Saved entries
....

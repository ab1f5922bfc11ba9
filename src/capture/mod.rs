//! Audio capture: segment-oriented capture traits and sources.

pub mod source;
pub mod stream;
pub mod wav;

pub use source::{CaptureHandle, CaptureSource, MockCaptureSource};
pub use stream::{ChannelFeed, CommandFeed, SampleFeed, StreamCaptureSource, WavFeed};
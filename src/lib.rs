//! overscribe - overlapped-segment voice dictation.
//!
//! Records speech as overlapping fixed-cap segments, transcribes them
//! concurrently against a cloud speech service with credential rotation,
//! reassembles the pieces in order, and pastes the cleaned-up result.

// Enforce error handling discipline
#![warn(clippy::unwrap_used)]
#![warn(clippy::expect_used)]
#![warn(clippy::let_underscore_must_use)]

pub mod capture;
pub mod cli;
pub mod clock;
pub mod config;
pub mod daemon;
pub mod defaults;
pub mod error;
pub mod ipc;
pub mod pipeline;
pub mod remote;
pub mod session;

// Core traits (source → process → sink)
pub use capture::{CaptureHandle, CaptureSource};
pub use pipeline::sink::PasteSink;
pub use remote::service::RemoteService;

// Session lifecycle
pub use pipeline::types::SessionMode;
pub use session::{SessionController, SessionState};

// Error handling
pub use error::{OverscribeError, Result};

// Config
pub use config::Config;

/// Build version string with optional git commit hash.
///
/// Returns `"0.1.2+abc1234"` when git hash is available, `"0.1.2"` otherwise.
pub fn version_string() -> String {
    let version = env!("CARGO_PKG_VERSION");
    match option_env!("GIT_HASH") {
        Some(hash) if !hash.is_empty() => format!("{}+{}", version, hash),
        _ => version.to_string(),
    }
}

....

PROBLEM DETAILS:
Return each line above exactly.

OUTPUT:
repository ab1f5922bfc11ba9
filename src/capture/mod.rs
//! Audio capture: segment-oriented capture traits and sources.

pub mod source;
pub mod stream;
pub mod wav;

pub use source::{CaptureHandle, CaptureSource, MockCaptureSource};
pub use stream::{ChannelFeed, CommandFeed, SampleFeed, StreamCaptureSource, WavFeed};
filename src/lib.rs
//! overscribe - overlapped-segment voice dictation.
//!
//! Records speech as overlapping fixed-cap segments, transcribes them
//! concurrently against a cloud speech service with credential rotation,
//! reassembles the pieces in order, and pastes the cleaned-up result.

// Enforce error handling discipline
#![warn(clippy::unwrap_used)]
#![warn(clippy::expect_used)]
#![warn(clippy::let_underscore_must_use)]

pub mod capture;
pub mod cli;
pub mod clock;
pub mod config;
pub mod daemon;
pub mod defaults;
pub mod error;
pub mod ipc;
pub mod pipeline;
pub mod remote;
pub mod session;

// Core traits (source → process → sink)
pub use capture::{CaptureHandle, CaptureSource};
pub use pipeline::sink::PasteSink;
pub use remote::service::RemoteService;

// Session lifecycle
pub use pipeline::types::SessionMode;
pub use session::{SessionController, SessionState};

// Error handling
pub use error::{OverscribeError, Result};

// Config
pub use config::Config;

/// Build version string with optional git commit hash.
///
/// Returns `"0.1.2+abc1234"` when git hash is available, `"0.1.2"` otherwise.
pub fn version_string() -> String {
    let version = env!("CARGO_PKG_VERSION");
    match option_env!("GIT_HASH") {
        Some(hash) if !hash.is_empty() => format!("{}+{}", version, hash),
        _ => version.to_string(),
    }
}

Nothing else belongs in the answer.